The podcasts that stood out to me most this year, not surprisingly, were those that transported me—especially when they made me laugh. I also appreciated shows that gave me useful information in a form I could stand. In March, Covid-specific series sprang up—the one I liked best was a nearly robotic, just-the-facts situation called “Coronavirus 411”—and, as the pandemic set in, many shows made great use of the power of voices to connect listeners in isolation. Deeply reported local documentaries continued to flourish, sometimes at NPR affiliates; meanwhile, Spotify and other gargantuan parties continued to gobble up greater percentages of the podsphere, but independent creators doing truly original things thrived, too. And three long-running favorite podcasts of mine put out exceptional, must-listen episodes: the wrenching “Remembering Lynn Shelton,” on Marc Maron’s “WTF,” which Maron released two days after the death of his partner, the brilliant and beloved director Lynn Shelton; “Curtis Flowers,” in which Madeleine Baran, the reporter-host of “In the Dark,” the podcast that helped free Flowers from prison after twenty-three years, finally interviews him; and “Reply All” ’s “The Case of the Missing Hit,” which brought us unlikely joy, via a mysterious Barenaked Ladies-like earworm, as we adjusted to our new reality in March. Here’s to 2021, and may things only get better.

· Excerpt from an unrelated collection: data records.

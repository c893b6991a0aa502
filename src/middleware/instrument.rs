//! Instrumentation events for every request.

use std::fmt;

use super::{ErrorAction, Middleware};
use crate::connection::RequestDatum;
use crate::Error;

/// Receiver of instrumentation events.
///
/// Events are named `<instrumentor_name>.request`, `.response`, `.error` and
/// `.retry`.
pub trait Instrumentor: fmt::Debug + Send + Sync {
    /// Handle one event.
    fn instrument(&self, event: &str, datum: &RequestDatum);
}

/// Instrumentor which emits events through [`tracing`].
#[derive(Debug, Clone, Copy, Default)]
pub struct TracingInstrumentor;

impl Instrumentor for TracingInstrumentor {
    fn instrument(&self, event: &str, datum: &RequestDatum) {
        let host = datum.host.as_deref().unwrap_or_default();
        if let Some(error) = &datum.error {
            tracing::warn!(
                event,
                method = %datum.method,
                host,
                path = %datum.path,
                %error,
                retries_remaining = datum.retries_remaining,
            );
        } else if let Some(response) = &datum.response {
            tracing::debug!(
                event,
                method = %datum.method,
                host,
                path = %datum.path,
                status = response.status().as_u16(),
            );
        } else {
            tracing::debug!(event, method = %datum.method, host, path = %datum.path);
        }
    }
}

/// Middleware which reports each request to the datum's [`Instrumentor`].
#[derive(Debug, Clone, Copy, Default)]
pub struct Instrument;

impl Middleware for Instrument {
    fn request_call(&self, datum: &mut RequestDatum) -> Result<(), Error> {
        datum.instrument("request");
        Ok(())
    }

    fn response_call(&self, datum: &mut RequestDatum) -> Result<(), Error> {
        datum.instrument("response");
        Ok(())
    }

    fn error_call(&self, datum: &mut RequestDatum) -> ErrorAction {
        datum.instrument("error");
        ErrorAction::Propagate
    }
}

#[cfg(test)]
pub(crate) mod tests {
    use std::sync::{Arc, Mutex};

    use super::*;
    use crate::middleware::tests::datum;
    use crate::RequestParams;

    /// Collects event names.
    #[derive(Debug, Default)]
    pub(crate) struct Collect(pub(crate) Mutex<Vec<String>>);

    impl Instrumentor for Collect {
        fn instrument(&self, event: &str, _datum: &RequestDatum) {
            self.0.lock().unwrap().push(event.to_owned());
        }
    }

    #[test]
    fn events_use_the_instrumentor_name() {
        let collect = Arc::new(Collect::default());
        let mut datum = datum(RequestParams::get("/"));
        datum.instrumentor = collect.clone();
        datum.instrumentor_name = "api".into();

        Instrument.request_call(&mut datum).unwrap();
        Instrument.response_call(&mut datum).unwrap();
        datum.error = Some(Error::Timeout(crate::error::TimeoutKind::Read));
        assert_eq!(Instrument.error_call(&mut datum), ErrorAction::Propagate);

        assert_eq!(
            *collect.0.lock().unwrap(),
            vec!["api.request", "api.response", "api.error"]
        );
    }

    #[test]
    fn tracing_instrumentor_handles_every_state() {
        let mut datum = datum(RequestParams::get("/"));
        TracingInstrumentor.instrument("tether.request", &datum);
        datum.response = Some(crate::Response::new(http::StatusCode::OK));
        TracingInstrumentor.instrument("tether.response", &datum);
        datum.error = Some(Error::Pipeline("test"));
        TracingInstrumentor.instrument("tether.error", &datum);
    }
}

10. “This Sounds Serious: Grand Casino”
This was a year in which you really noticed a good laugh—what is this sound, this feeling?—and appreciated the hell out of it. What a surprise it was to listen to the satirical investigative podcast “This Sounds Serious: Grand Casino,” from Castbox and the Vancouver production company Kelly & Kelly, and laugh my head off over and over again. Scripted fictional podcasts, including satirical ones, often exude a self-serious, stagey artifice that, at least for me, can produce involuntary shuddering. But “This Sounds Serious,” now in its third season, deftly avoids these problems. Carly Pope, playing Gwen Radford, a podcaster obsessed with 911 calls, narrates with intelligence and clarity; the series pokes fun at podcast conventions, and even specific podcasts, but rarely overplays its hand. “Grand Casino” profiles a Hollywood con man, from his origins as a “con boy” to the mystery of his last great con, the would-be blockbuster “Grand Casino”; as it winds its way through the eighties, the series riffs on pop-cultural touchstones from “Sit, Ubu, sit” to Fido Dido to the guava-juice craze. The show’s writing, acting, and audio production are expertly done—“old” audio clips actually sound old, and a little distorted—and it doesn’t telegraph the jokes, which sneak up and pack a punch. When the series made its début, in 2018, with a season about a weatherman murdered in his waterbed, some listeners mistook it for true crime.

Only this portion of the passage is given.